The pamphlet examines a commissioners' report on the liquidation of the Freedmen's Bank and accuses local political and financial leaders of conspiring to divert African American depositors' savings into worthless securities. The author details an investigation that includes a whistleblower's transcript of suspect loans, examples of hypothecated paving and quarry stocks and worthless bonds, and descriptions of official complicity and moral failure. Interwoven are personal recollections of meetings and protests, an argument that political patronage enabled the fraud, and a forceful denunciation of the betrayal of the bank's intended beneficiaries.

FOOTNOTES

[1] My old friend, General Spinner, can further enlighten the reader on Leipold’s fitness for a commissioner to wind up the affairs of the Freedmen’s Bank.

[2] Since writing this, one S. A. Peugh, a Claim and Pension Agent, was convicted by a jury of this District for taking an excessive fee. Compared with Attorney-at-Law Totten’s charges, his fee was extremely moderate.
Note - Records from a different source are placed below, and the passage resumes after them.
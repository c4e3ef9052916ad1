//! API Data Transfer Objects
//!
//! Shapes exchanged with the hospital/donor backend. Field names follow the
//! wire format exactly, which mixes camelCase and snake_case.

use serde::de::{MapAccess, Visitor};
use serde::{Deserialize, Deserializer, Serialize};
use std::fmt;

// ========================
// Inventory and Location
// ========================

/// One row of `/hospital/data`
#[derive(Debug, Clone, PartialEq, Serialize, Deserialize)]
pub struct HospitalInventoryRecord {
    pub hospital: String,
    pub city: String,
    #[serde(rename = "bloodType")]
    pub blood_type: String,
    pub delta_count: i64,
}

#[derive(Debug, Clone, Copy, PartialEq, Default, Serialize, Deserialize)]
pub struct Coordinates {
    pub lat: f64,
    pub lon: f64,
}

impl Coordinates {
    pub fn new(lat: f64, lon: f64) -> Self {
        Self { lat, lon }
    }

    /// (0,0) is the backend's sentinel for "location unknown"
    pub fn is_unknown(&self) -> bool {
        self.lat == 0.0 && self.lon == 0.0
    }
}

#[derive(Debug, Clone, PartialEq, Serialize, Deserialize)]
pub struct BloodVolume {
    #[serde(rename = "bloodType")]
    pub blood_type: String,
    #[serde(rename = "totalBloodCC")]
    pub total_blood_cc: f64,
}

/// One entry of `/hospital/data/loc`
#[derive(Debug, Clone, PartialEq, Serialize, Deserialize)]
pub struct HospitalLocationEntry {
    pub hospital: String,
    pub city: String,
    pub coordinates: Coordinates,
    #[serde(rename = "bloodData", default)]
    pub blood_data: Vec<BloodVolume>,
}

impl HospitalLocationEntry {
    /// Summed volume across all blood types
    pub fn shortage_severity(&self) -> f64 {
        self.blood_data.iter().map(|b| b.total_blood_cc).sum()
    }

    /// Blood type with the largest stored volume; the first wins on ties
    pub fn dominant_blood_type(&self) -> Option<&str> {
        let mut best: Option<&BloodVolume> = None;
        for volume in &self.blood_data {
            if best.map_or(true, |b| volume.total_blood_cc > b.total_blood_cc) {
                best = Some(volume);
            }
        }
        best.map(|b| b.blood_type.as_str())
    }
}

/// Candidate pairing returned by the matching endpoints. Whether it is a
/// surplus or a shortage candidate depends only on which endpoint answered.
#[derive(Debug, Clone, PartialEq, Serialize, Deserialize)]
pub struct MatchRecord {
    pub hospital: String,
    #[serde(default)]
    pub city: Option<String>,
    pub coordinates: Coordinates,
    #[serde(rename = "totalBloodCC", default)]
    pub total_blood_cc: Option<f64>,
    #[serde(default)]
    pub distance_km: Option<f64>,
}

// ========================
// Dashboard
// ========================

/// Blood type counts in the order the server listed them
#[derive(Debug, Clone, PartialEq, Default, Serialize)]
pub struct BloodInventory(pub Vec<(String, i64)>);

impl BloodInventory {
    pub fn iter(&self) -> impl Iterator<Item = (&str, i64)> {
        self.0.iter().map(|(bt, count)| (bt.as_str(), *count))
    }

    pub fn is_empty(&self) -> bool {
        self.0.is_empty()
    }
}

impl<'de> Deserialize<'de> for BloodInventory {
    fn deserialize<D>(deserializer: D) -> Result<Self, D::Error>
    where
        D: Deserializer<'de>,
    {
        struct InventoryVisitor;

        impl<'de> Visitor<'de> for InventoryVisitor {
            type Value = BloodInventory;

            fn expecting(&self, f: &mut fmt::Formatter) -> fmt::Result {
                f.write_str("a map of blood type to count")
            }

            fn visit_map<A>(self, mut access: A) -> Result<Self::Value, A::Error>
            where
                A: MapAccess<'de>,
            {
                let mut entries = Vec::with_capacity(access.size_hint().unwrap_or(8));
                while let Some((blood_type, count)) = access.next_entry::<String, i64>()? {
                    entries.push((blood_type, count));
                }
                Ok(BloodInventory(entries))
            }
        }

        deserializer.deserialize_map(InventoryVisitor)
    }
}

#[derive(Debug, Clone, PartialEq, Serialize, Deserialize)]
pub struct BloodTypeDonorStat {
    #[serde(rename = "bloodType")]
    pub blood_type: String,
    #[serde(rename = "donorCount")]
    pub donor_count: i64,
}

#[derive(Debug, Clone, PartialEq, Serialize, Deserialize)]
pub struct DonorStat {
    pub city: String,
    #[serde(rename = "totalDonors")]
    pub total_donors: i64,
    #[serde(rename = "bloodTypeStats", default)]
    pub blood_type_stats: Vec<BloodTypeDonorStat>,
}

/// `/api/hospital_inventory/{lid}`
#[derive(Debug, Clone, PartialEq, Serialize, Deserialize)]
pub struct HospitalInventorySnapshot {
    #[serde(rename = "hospitalName")]
    pub hospital_name: String,
    #[serde(rename = "hospitalLocation", default)]
    pub hospital_location: String,
    #[serde(default)]
    pub inventory: BloodInventory,
    #[serde(rename = "donorStats", default)]
    pub donor_stats: Vec<DonorStat>,
}

#[derive(Debug, Clone, PartialEq, Serialize, Deserialize)]
pub struct ExcessHospital {
    #[serde(rename = "hospitalName")]
    pub hospital_name: String,
    #[serde(rename = "hospitalLocation", default)]
    pub hospital_location: String,
    #[serde(rename = "excessBloodCount")]
    pub excess_blood_count: i64,
}

#[derive(Debug, Clone, PartialEq, Serialize, Deserialize)]
pub struct DonorPool {
    #[serde(rename = "areaName")]
    pub area_name: String,
    #[serde(rename = "donorCount")]
    pub donor_count: i64,
}

#[derive(Debug, Clone, PartialEq, Serialize, Deserialize)]
pub struct NeededHospital {
    #[serde(rename = "hospitalName")]
    pub hospital_name: String,
    #[serde(rename = "hospitalLocation", default)]
    pub hospital_location: String,
    #[serde(rename = "shortageBloodCount")]
    pub shortage_blood_count: i64,
}

#[derive(Debug, Clone, PartialEq, Default, Serialize, Deserialize)]
pub struct Recommendations {
    #[serde(default)]
    pub recommendations: Vec<String>,
}

// ========================
// Responses to POSTs
// ========================

/// `{message}` on success, `{error}` on failure
#[derive(Debug, Clone, PartialEq, Default, Serialize, Deserialize)]
pub struct ApiMessage {
    #[serde(default)]
    pub message: Option<String>,
    #[serde(default)]
    pub error: Option<String>,
}

impl ApiMessage {
    /// Resolve to the text to show, given whether the HTTP status was 2xx
    pub fn into_result(self, ok: bool, fallback_error: &str) -> Result<String, String> {
        match (ok, self.error) {
            (true, None) => Ok(self.message.unwrap_or_default()),
            (_, Some(error)) => Err(error),
            (false, None) => Err(fallback_error.to_string()),
        }
    }
}

#[derive(Debug, Clone, PartialEq, Default, Serialize, Deserialize)]
pub struct LoginResponse {
    #[serde(default)]
    pub success: bool,
    #[serde(default)]
    pub message: Option<String>,
    #[serde(default)]
    pub token: Option<String>,
}

// ========================
// Geocoding
// ========================

#[derive(Debug, Clone, Copy, PartialEq, Deserialize)]
pub struct GeocodeGeometry {
    pub lat: f64,
    pub lng: f64,
}

#[derive(Debug, Clone, PartialEq, Deserialize)]
pub struct GeocodeResult {
    pub geometry: GeocodeGeometry,
}

/// OpenCage forward geocoding response, reduced to what sign-up needs
#[derive(Debug, Clone, PartialEq, Default, Deserialize)]
pub struct GeocodeResponse {
    #[serde(default)]
    pub results: Vec<GeocodeResult>,
}

impl GeocodeResponse {
    pub fn first_coordinates(&self) -> Option<Coordinates> {
        self.results
            .first()
            .map(|r| Coordinates::new(r.geometry.lat, r.geometry.lng))
    }
}

#[cfg(test)]
mod tests {
    use super::*;

    #[test]
    fn test_inventory_keeps_server_order() {
        let json = r#"{"hospitalName":"General","hospitalLocation":"Austin, TX",
            "inventory":{"O-":4,"A+":1,"B+":15}}"#;
        let snapshot: HospitalInventorySnapshot = serde_json::from_str(json).unwrap();
        let order: Vec<&str> = snapshot.inventory.iter().map(|(bt, _)| bt).collect();
        assert_eq!(order, vec!["O-", "A+", "B+"]);
        assert!(snapshot.donor_stats.is_empty());
    }

    #[test]
    fn test_location_entry_severity_and_dominant_type() {
        let json = r#"{"hospital":"Mercy","city":"Boston","coordinates":{"lat":42.3,"lon":-71.0},
            "bloodData":[{"bloodType":"A+","totalBloodCC":40},{"bloodType":"O+","totalBloodCC":60},
            {"bloodType":"B+","totalBloodCC":60}]}"#;
        let entry: HospitalLocationEntry = serde_json::from_str(json).unwrap();
        assert_eq!(entry.shortage_severity(), 160.0);
        assert_eq!(entry.dominant_blood_type(), Some("O+"));
    }

    #[test]
    fn test_location_entry_without_blood_data() {
        let json = r#"{"hospital":"Mercy","city":"Boston","coordinates":{"lat":0,"lon":0}}"#;
        let entry: HospitalLocationEntry = serde_json::from_str(json).unwrap();
        assert_eq!(entry.shortage_severity(), 0.0);
        assert_eq!(entry.dominant_blood_type(), None);
        assert!(entry.coordinates.is_unknown());
    }

    #[test]
    fn test_match_record_accepts_either_metric() {
        let by_volume: MatchRecord = serde_json::from_str(
            r#"{"hospital":"A","coordinates":{"lat":1,"lon":2},"totalBloodCC":300}"#,
        )
        .unwrap();
        let by_distance: MatchRecord = serde_json::from_str(
            r#"{"hospital":"B","city":"X","coordinates":{"lat":1,"lon":2},"distance_km":12.5}"#,
        )
        .unwrap();
        assert_eq!(by_volume.total_blood_cc, Some(300.0));
        assert_eq!(by_volume.distance_km, None);
        assert_eq!(by_distance.distance_km, Some(12.5));
        assert_eq!(by_distance.city.as_deref(), Some("X"));
    }

    #[test]
    fn test_api_message_resolution() {
        let ok = ApiMessage { message: Some("Donor added successfully.".into()), error: None };
        assert_eq!(ok.into_result(true, "fallback"), Ok("Donor added successfully.".to_string()));

        let err = ApiMessage { message: None, error: Some("Missing donor_id.".into()) };
        assert_eq!(err.into_result(false, "fallback"), Err("Missing donor_id.".to_string()));

        let bare = ApiMessage::default();
        assert_eq!(bare.into_result(false, "fallback"), Err("fallback".to_string()));
    }

    #[test]
    fn test_geocode_first_result() {
        let json = r#"{"results":[{"geometry":{"lat":40.7,"lng":-74.0}},{"geometry":{"lat":1,"lng":1}}]}"#;
        let response: GeocodeResponse = serde_json::from_str(json).unwrap();
        assert_eq!(response.first_coordinates(), Some(Coordinates::new(40.7, -74.0)));

        let empty: GeocodeResponse = serde_json::from_str(r#"{"results":[]}"#).unwrap();
        assert_eq!(empty.first_coordinates(), None);
    }
}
[3] Mr. Johnson, the Auditor, to whom the Court referred for adjustment certain accounts of the Freedmen’s Bank, has just furnished me with the following statements:

In the case of Freedmen’s Savings and Trust Company vs. Abbott Paving Company, No. 4465, found balance due the bank, $63,890.80.

To meet this there is on hand, in depreciated and worthless securities, $44,165.67.

Freedmen’s Savings and Trust Co. vs. Vandenburgh. No. 4463.

Found balance due the bank, $85,372.64.

Securities on hand to meet this, depreciated and worthless $75,208.21.

Stickney’s shameful and criminal mismanagement is forcibly told in the above. If we had a Tweed to tell us the true inwardness of the Abbott Paving Company, and the men behind its scenes, the story would be doubly interesting.